The Importance of 'Democracy Promotion'

"Out with the old; in with the new." This aphorism has produced some strange results over the years as one administration succeeds another as the curator of American foreign policy.

In the Reagan era, for example, it was forbidden to use the phrase "human rights," a term identified with the administration of President Jimmy Carter. It mattered not that "human rights" -- both as a term of art and a legal concept -- had been long accepted by the international community.

The overly enthusiastic embrace of "democracy promotion" by the Bush administration could have smothered that phrase for years to come (even though both U.S. parties previously had endorsed the policy). Fortunately President Obama resisted the temptation to abandon it. Eloquent and culturally-sensitive speeches by the President in Prague, Cairo, and Accra effectively promoted this fundamental American value and with a "tough love" approach that implied we wanted to maintain a high standard.

The Bush administration often sounded as though it was lecturing from on high, while at the same time it pursued policies in its war on terror that made it sound hypocritical. When President Bush used democratic change as a rationale for the war in Iraq, many around the world began to see the promotion of democracy as a euphemism for regime change.

The Obama administration has set a high bar in advancing this value proposition. It must now take care to promote democratic change the right way, creatively integrating its sophisticated engagement approach, development strategies, and "smart power" philosophy. This means joining others in supporting democratic change, avoiding any hint of ambivalence even where security seems the overriding immediate concern, and providing resources to civil society organizations to support counterparts in transitional states.

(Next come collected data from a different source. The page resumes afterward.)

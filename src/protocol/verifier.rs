use base64::engine::general_purpose::STANDARD;
use base64::Engine;
use log::info;

use crate::errors::*;
use crate::key_types::PublicKey;

/// Outcome of a verification that actually ran. `Invalid` is an answer,
/// not an error.
#[derive(Debug, Clone, Copy, PartialEq, Eq)]
pub enum Verdict {
    Valid,
    Invalid,
}

impl Verdict {
    #[cfg(test)]
    pub fn is_valid(&self) -> bool {
        *self == Verdict::Valid
    }
}

pub struct Verifier {
    public_key: PublicKey,
}

impl Verifier {
    pub fn new(public_key: PublicKey) -> Self {
        Verifier { public_key }
    }

    pub fn public_key(&self) -> &PublicKey {
        &self.public_key
    }

    /// Check `signature` (base64, ASN.1 DER) over the raw bytes of `message`.
    ///
    /// Errors only when verification could not be attempted: a missing or
    /// empty field, or a signature that is not base64.
    pub fn verify(&self, message: Option<&str>, signature: Option<&str>) -> Result<Verdict> {
        let message = required("message", message)?;
        let signature = required("signature", signature)?;

        let sig = STANDARD
            .decode(signature)
            .chain_err(|| ErrorKind::MalformedSignature)?;

        if self.public_key.verify(message.as_bytes(), &sig) {
            Ok(Verdict::Valid)
        } else {
            info!(
                "signature mismatch for {}-byte message {:?}",
                message.len(),
                excerpt(message)
            );
            Ok(Verdict::Invalid)
        }
    }
}

/// Longest message prefix that goes into the log.
const LOGGED_PREFIX_CHARS: usize = 100;

fn excerpt(message: &str) -> &str {
    match message.char_indices().nth(LOGGED_PREFIX_CHARS) {
        Some((end, _)) => &message[..end],
        None => message,
    }
}

fn required<'a>(field: &'static str, value: Option<&'a str>) -> Result<&'a str> {
    match value {
        Some(v) if !v.is_empty() => Ok(v),
        _ => bail!(ErrorKind::MissingField(field)),
    }
}

#[cfg(test)]
mod tests {
    use super::*;
    use crate::key_types::KeyMaterial;
    use crate::protocol::Notary;
    use std::sync::Arc;

    fn pair() -> (Notary, Verifier) {
        let keys = Arc::new(KeyMaterial::generate().unwrap());
        let verifier = Verifier::new(keys.public_key().clone());
        (Notary::new(keys), verifier)
    }

    #[test]
    fn round_trip() {
        let (notary, verifier) = pair();
        for hash in &["a".repeat(64), "0123456789ABCDEF".repeat(4)] {
            let att = notary.stamp(hash).unwrap();
            let verdict = verifier
                .verify(Some(att.exact_message.as_str()), Some(att.signature.as_str()))
                .unwrap();
            assert_eq!(verdict, Verdict::Valid);
        }
    }

    #[test]
    fn tampered_message_is_invalid() {
        let (notary, verifier) = pair();
        let att = notary.stamp(&"d".repeat(64)).unwrap();

        for i in 0..att.exact_message.len() {
            let mut bytes = att.exact_message.clone().into_bytes();
            bytes[i] ^= 0x01;
            let tampered = String::from_utf8(bytes).unwrap();

            let verdict = verifier.verify(Some(tampered.as_str()), Some(att.signature.as_str())).unwrap();
            assert_eq!(verdict, Verdict::Invalid, "flipped byte {}", i);
        }
    }

    #[test]
    fn tampered_signature_is_invalid() {
        let (notary, verifier) = pair();
        let att = notary.stamp(&"e".repeat(64)).unwrap();
        let sig = STANDARD.decode(&att.signature).unwrap();

        for i in 0..sig.len() {
            let mut bytes = sig.clone();
            bytes[i] ^= 0x01;
            let tampered = STANDARD.encode(&bytes);

            let verdict = verifier.verify(Some(att.exact_message.as_str()), Some(tampered.as_str())).unwrap();
            assert_eq!(verdict, Verdict::Invalid, "flipped byte {}", i);
        }
    }

    #[test]
    fn garbage_signature_is_invalid() {
        let (_, verifier) = pair();
        let sig = STANDARD.encode(b"invalidsig");
        let verdict = verifier.verify(Some("test|1234567890.0"), Some(sig.as_str())).unwrap();
        assert!(!verdict.is_valid());
    }

    #[test]
    fn missing_fields() {
        let (_, verifier) = pair();

        let cases = vec![
            (None, Some("c2ln"), "message"),
            (Some(""), Some("c2ln"), "message"),
            (Some("msg"), None, "signature"),
            (Some("msg"), Some(""), "signature"),
            (None, None, "message"),
        ];

        for (message, signature, field) in cases {
            match verifier.verify(message, signature) {
                Err(Error(ErrorKind::MissingField(f), _)) => assert_eq!(f, field),
                other => panic!("expected missing {}, got {:?}", field, other),
            }
        }
    }

    #[test]
    fn non_base64_signature_is_malformed() {
        let (notary, verifier) = pair();
        let att = notary.stamp(&"f".repeat(64)).unwrap();

        for sig in &["not base64!", "%%%%", "YWJj="] {
            match verifier.verify(Some(att.exact_message.as_str()), Some(*sig)) {
                Err(Error(ErrorKind::MalformedSignature, _)) => {}
                other => panic!("{:?} was not rejected: {:?}", sig, other),
            }
        }
    }

    #[test]
    fn logged_excerpt_is_bounded() {
        let short = format!("{}|1700000000.0", "a".repeat(64));
        assert_eq!(excerpt(&short), short);

        let huge = "é".repeat(1 << 20);
        let cut = excerpt(&huge);
        assert_eq!(cut.chars().count(), LOGGED_PREFIX_CHARS);
        assert!(huge.starts_with(cut));
    }

    #[test]
    fn huge_message_is_just_invalid() {
        let (_, verifier) = pair();
        let message = "x".repeat(1 << 20);
        let sig = STANDARD.encode(b"invalidsig");
        let verdict = verifier.verify(Some(message.as_str()), Some(sig.as_str())).unwrap();
        assert_eq!(verdict, Verdict::Invalid);
    }

    #[test]
    fn other_key_is_invalid() {
        let (notary, _) = pair();
        let (_, stranger) = pair();
        let att = notary.stamp(&"1".repeat(64)).unwrap();
        let verdict = stranger
            .verify(Some(att.exact_message.as_str()), Some(att.signature.as_str()))
            .unwrap();
        assert_eq!(verdict, Verdict::Invalid);
    }
}
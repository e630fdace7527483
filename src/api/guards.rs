use std::marker::PhantomData;

use rocket::http::Status;
use rocket::request::{FromRequest, Outcome, Request};

use crate::admission::{AdmissionControl, CallerIdentity, Operation};
use crate::errors::*;

/// Names the budget a route draws from.
pub trait Gate: Send + Sync + 'static {
    const OPERATION: Operation;
}

pub enum SignGate {}
pub enum VerifyGate {}
pub enum PublicKeyGate {}

impl Gate for SignGate {
    const OPERATION: Operation = Operation::Sign;
}

impl Gate for VerifyGate {
    const OPERATION: Operation = Operation::Verify;
}

impl Gate for PublicKeyGate {
    const OPERATION: Operation = Operation::PublicKey;
}

/// Proof that the caller was within budget. Request guards run before the
/// body is read, so an over-budget request never reaches protocol code.
pub struct Admitted<G: Gate>(PhantomData<G>);

/// How callers are told apart for admission. By default only the socket
/// peer counts; Rocket's `ip_header` is honoured only when the deployment
/// sits behind a proxy that sets it.
pub struct CallerSource {
    trust_ip_header: bool,
}

impl CallerSource {
    pub fn new(trust_ip_header: bool) -> Self {
        CallerSource { trust_ip_header }
    }

    pub fn identify(&self, req: &Request<'_>) -> CallerIdentity {
        if self.trust_ip_header {
            CallerIdentity::from(req.client_ip())
        } else {
            CallerIdentity::from(req.remote().map(|addr| addr.ip()))
        }
    }
}

/// Seconds to wait, stashed for the 429 catcher.
#[derive(Debug, Clone, Copy)]
pub struct RetryAfter(pub u64);

#[rocket::async_trait]
impl<'r, G: Gate> FromRequest<'r> for Admitted<G> {
    type Error = Error;

    async fn from_request(req: &'r Request<'_>) -> Outcome<Self, Self::Error> {
        let gate = match req.rocket().state::<AdmissionControl>() {
            Some(gate) => gate,
            None => {
                let e = Error::from("admission control is not configured");
                e.log("admission");
                return Outcome::Error((Status::InternalServerError, e));
            }
        };

        let who = match req.rocket().state::<CallerSource>() {
            Some(source) => source.identify(req),
            None => CallerIdentity::from(req.remote().map(|addr| addr.ip())),
        };
        match gate.check(who, G::OPERATION) {
            Ok(()) => Outcome::Success(Admitted(PhantomData)),
            Err(e) => {
                if let ErrorKind::RateLimited(secs) = *e.kind() {
                    req.local_cache(|| RetryAfter(secs));
                }
                e.log(&format!("{} budget for {}", G::OPERATION, who));
                Outcome::Error((e.kind().status(), e))
            }
        }
    }
}
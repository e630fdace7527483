//! The two halves of the service: issuing attestations and checking them.
//!
//! Both are stateless. A `Notary` owns a handle to the signing key; a
//! `Verifier` needs nothing but the public key, so it can run anywhere the
//! published PEM is available.

mod notary;
mod verifier;

pub use self::notary::{Attestation, Notary};
pub use self::verifier::{Verdict, Verifier};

A "smart power" foreign policy assumes a realist's understanding of geo-strategic considerations, but it also appreciates the benefits of positive American values in a world arena where ideology still has a role to play. We promote these values through public diplomacy, foreign assistance programs, and diplomatic and citizen initiatives that reflect our nation's democratic ideals.

It is true that elections do not always translate into full-blown democracy. Yet, when the people of a nation or territory decide to resolve conflict using an electoral process, it behooves us to do all in our power to help, even when the outcome may not be convenient (as in the case of the Hamas victory over the Palestinian Authority or the muddled result in Afghanistan). A process that will lead to some degree of legitimacy for the government that emerges can avoid an even more costly conflict.

New democracies with weak institutions are fragile and susceptible to failure. The need for assistance is greatest in the decade following a first election. Yet, when a country's electoral process is no longer front-page news, we tend to lose interest. Our promotion of democracy carries with it the responsibility to follow through.

As Fareed Zakaria has observed, new democracies can become "illiberal," as we have seen in Afghanistan, Venezuela, Iraq, and Bolivia. Yet, US policy in these states should not abandon grassroots democrats. When democratic institutions are attacked, as was the case in Venezuela, the United States should publicly denounce these efforts. The right approach is to respect the formal lines of sovereignty, but to work with the appropriate international organizations to isolate the regime in question and to offer open support to those who oppose the rolling back of democracy.

Many liberals argue today that stability is a more realistic goal in a chaotic world. They even see advantages in the relative efficiency of autocratic regimes. Yet these regimes will eventually meet political and economic pressures that will either force internal change or create conflict that can be contained only with violence. When this happens, the United States is better off having been consistent with its fundamental principles. Short-term, so-called "pragmatism" can place us on the wrong side of history.

Democratic institutions that function well offer checks on arbitrary behavior and enable the participation of citizens, an essential requirement of development progress. Where these societal attributes are missing, governments are more vulnerable to the vicissitudes of global markets and popular unrest. A real test is the management of economic downturns. When growth rates drop, tensions increase and stability is an erstwhile illusion.

The United States, more than any nation, has exemplified the journey that is democracy. We have seen our institutions and laws evolve; we have become more inclusive; and we have broken barriers that other societies have found daunting. Barack Obama has personified this mostly positive journey. His presidency and his policies should continue to promote democracy by marrying our fundamental values with "smart power."